Monday, June 6, 2011
From what I've been hearing about it, Asti Hustvedt's new book, Medical Muses, totally intrigues me. She studies the issue of hysteria, the now-defunct disease, and links it to "being a woman in an era that strictly limited female roles:"
"I set out to write a nonhysterical book about hysteria, to ground my work in something real. At first I found it unfathomable that these women really were suffering from the spectacular forms of illness recorded by their doctors, an illness that no longer exists. But now I believe that Blanche, Augustine, and Genevieve were indeed ill. They suffered from chronic debilitating symptoms. To what degree their disease was socially determined and to what degree it was physically determined is impossible to say. If they showed up at a hospital today, suffering from the same symptoms, they would probably be diagnosed with schizophrenia or conversion disorder or bipolar disorder. They would undoubtedly be diagnosed with eating disorders because they had bouts of willful starving and vomiting. However, if these women were alive today, they might not have become ill to begin with and no doubt would suffer from other symptoms."

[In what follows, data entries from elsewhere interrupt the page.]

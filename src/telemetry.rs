//! Telemetry logic.
//! Support tracing, metrics and logging.
use std::time::{Duration, Instant};

use axum::extract::{MatchedPath, Request};
use axum::http::Version;
use axum::middleware::Next;
use axum::response::IntoResponse;
use metrics::{Unit, gauge};
use metrics_exporter_prometheus::{
    BuildError, Matcher, PrometheusBuilder, PrometheusHandle,
};
use opentelemetry::KeyValue;
use opentelemetry::global;
use opentelemetry::trace::{Span, Tracer};
use opentelemetry_appender_tracing::layer::OpenTelemetryTracingBridge;
use opentelemetry_otlp::{
    ExporterBuildError, LogExporter, SpanExporter, WithExportConfig,
};
use opentelemetry_sdk::Resource;
use opentelemetry_sdk::logs::SdkLoggerProvider;
use opentelemetry_sdk::trace::SdkTracerProvider;
use sysinfo::{
    Pid, ProcessRefreshKind, ProcessesToUpdate, RefreshKind, System,
};
use tokio::time::sleep;
use tracing_subscriber::EnvFilter;
use tracing_subscriber::layer::SubscriberExt;
use tracing_subscriber::util::SubscriberInitExt;

use crate::config;

const DEFAULT_FILTER: &str = "info,sqlx=warn";

fn ressources() -> Resource {
    Resource::builder()
        .with_service_name(env!("CARGO_PKG_NAME"))
        .build()
}

/// Exporters to flush before exit.
#[derive(Default)]
pub struct TelemetryGuard {
    tracer: Option<SdkTracerProvider>,
    logger: Option<SdkLoggerProvider>,
}

impl TelemetryGuard {
    /// Flush and stop OTLP exporters.
    pub fn shutdown(self) {
        if let Some(tracer) = self.tracer {
            if let Err(err) = tracer.shutdown() {
                tracing::warn!(error = %err, "tracer provider did not shut down cleanly");
            }
        }
        if let Some(logger) = self.logger {
            if let Err(err) = logger.shutdown() {
                tracing::warn!(error = %err, "logger provider did not shut down cleanly");
            }
        }
    }
}

fn env_filter() -> EnvFilter {
    EnvFilter::try_from_default_env()
        .unwrap_or_else(|_| EnvFilter::new(DEFAULT_FILTER))
}

/// Run `f` under a temporary console subscriber, for work done before
/// [`init`].
pub fn bootstrap<T>(f: impl FnOnce() -> T) -> T {
    let subscriber = tracing_subscriber::fmt()
        .with_env_filter(env_filter())
        .finish();

    tracing::subscriber::with_default(subscriber, f)
}

/// Install the global `tracing` subscriber.
///
/// Filtering follows `RUST_LOG`. With an OTLP endpoint, logs and spans are
/// also exported.
pub fn init(config: &config::Telemetry) -> Result<TelemetryGuard, ExporterBuildError> {
    let registry = tracing_subscriber::registry()
        .with(env_filter())
        .with(tracing_subscriber::fmt::layer());

    let Some(endpoint) = config.otlp_endpoint.as_deref() else {
        registry.init();
        return Ok(TelemetryGuard::default());
    };

    let tracer = setup_tracer(endpoint)?;
    global::set_tracer_provider(tracer.clone());

    let logger = setup_logging(endpoint)?;
    registry.with(OpenTelemetryTracingBridge::new(&logger)).init();

    tracing::info!(%endpoint, "exporting telemetry over OTLP");

    Ok(TelemetryGuard {
        tracer: Some(tracer),
        logger: Some(logger),
    })
}

/// Create tracer for OLTP.
pub fn setup_tracer(endpoint: &str) -> Result<SdkTracerProvider, ExporterBuildError> {
    let exporter = SpanExporter::builder()
        .with_tonic()
        .with_endpoint(endpoint)
        .build()?;

    Ok(SdkTracerProvider::builder()
        .with_batch_exporter(exporter)
        .with_resource(ressources())
        .build())
}

/// Create OLTP exporter for logs.
pub fn setup_logging(endpoint: &str) -> Result<SdkLoggerProvider, ExporterBuildError> {
    let exporter = LogExporter::builder()
        .with_tonic()
        .with_endpoint(endpoint)
        .build()?;

    Ok(SdkLoggerProvider::builder()
        .with_resource(ressources())
        .with_batch_exporter(exporter)
        .build())
}

/// Create recorder for Prometheus metrics.
pub fn setup_metrics_recorder() -> Result<PrometheusHandle, BuildError> {
    const EXPONENTIAL_SECONDS: &[f64] = &[
        0.005, 0.01, 0.025, 0.05, 0.1, 0.25, 0.5, 1.0, 2.5, 5.0, 10.0,
    ];

    metrics::describe_gauge!(
        "process_cpu_usage",
        Unit::Percent,
        "CPU usage of the process in percentage."
    );
    metrics::describe_gauge!(
        "process_memory_used_bytes",
        Unit::Bytes,
        "Total process memory in bytes."
    );
    metrics::describe_counter!(
        "auth_sign_in_total",
        "Sign-in attempts by outcome."
    );
    metrics::describe_counter!(
        "account_created_total",
        "Accounts fully provisioned."
    );
    metrics::describe_counter!(
        "account_partial_failures_total",
        "Sign-ups stopped between identity and profile writes."
    );

    let mut system = System::new_with_specifics(RefreshKind::nothing());
    let pid = Pid::from_u32(std::process::id());

    // Wait 10 seconds between two refreshes.
    tokio::spawn(async move {
        loop {
            system.refresh_processes_specifics(
                ProcessesToUpdate::Some(&[pid]),
                true,
                ProcessRefreshKind::nothing().with_memory().with_cpu(),
            );

            if let Some(process) = system.process(pid) {
                gauge!("process_memory_used_bytes")
                    .set(process.memory() as f64);
                gauge!("process_cpu_usage").set(process.cpu_usage() as f64);
            }

            sleep(Duration::from_secs(10)).await;
        }
    });

    PrometheusBuilder::new()
        .set_buckets_for_metric(
            Matcher::Full("http_requests_duration_seconds".to_string()),
            EXPONENTIAL_SECONDS,
        )?
        .install_recorder()
}

/// Record request count, latency and an OTLP span per request.
pub async fn track(req: Request, next: Next) -> impl IntoResponse {
    let tracer = global::tracer("tracing-http");
    let mut otel_span = tracer.start("http-request");

    let start = Instant::now();
    let path = if let Some(matched_path) = req.extensions().get::<MatchedPath>()
    {
        matched_path.as_str().to_owned()
    } else {
        req.uri().path().to_owned()
    };
    let method = req.method().clone();
    let version = match req.version() {
        Version::HTTP_09 => "HTTP/0.9",
        Version::HTTP_10 => "HTTP/1.0",
        Version::HTTP_11 => "HTTP/1.1",
        Version::HTTP_2 => "HTTP/2",
        Version::HTTP_3 => "HTTP/3",
        _ => "UNKNOWN",
    };

    let response = next.run(req).await;

    let latency = start.elapsed().as_secs_f64();
    let status = response.status().as_u16().to_string();

    otel_span.set_attribute(KeyValue::new("version", version));
    otel_span.set_attribute(KeyValue::new("path", path.clone()));
    otel_span.set_attribute(KeyValue::new("method", method.to_string()));
    otel_span.set_attribute(KeyValue::new("status", status.clone()));

    let labels = [
        ("method", method.to_string()),
        ("path", path),
        ("status", status),
    ];
    metrics::counter!("http_requests_total", &labels).increment(1);
    metrics::histogram!("http_requests_duration_seconds", &labels)
        .record(latency);

    otel_span.end();

    response
}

Interesting. I also note that Hustvedt's book has been roundly criticized by the chronic fatigue syndrome (CFS) community for asserting that CFS, along with anorexia, bulimia, self-mutilation, and multiple-personality disorder, is among a "crop of bizarre new illnesses" that, like hysteria, "stubbornly resist biological explanation."
Her stance reminds me of a brilliant former women's studies and biology professor of mine who was adamant that there's no such thing as "premenstrual syndrome," and that PMS is a patriarchal social construct. She'd say: "They should call it menstrual syndrome, it would be a lot more accurate."
Such assertions are no doubt threatening, and hard to swallow, if you're pretty damn positive your own lived experiences of things like PMS, CFS, and fibromyalgia are real, painful, and debilitating.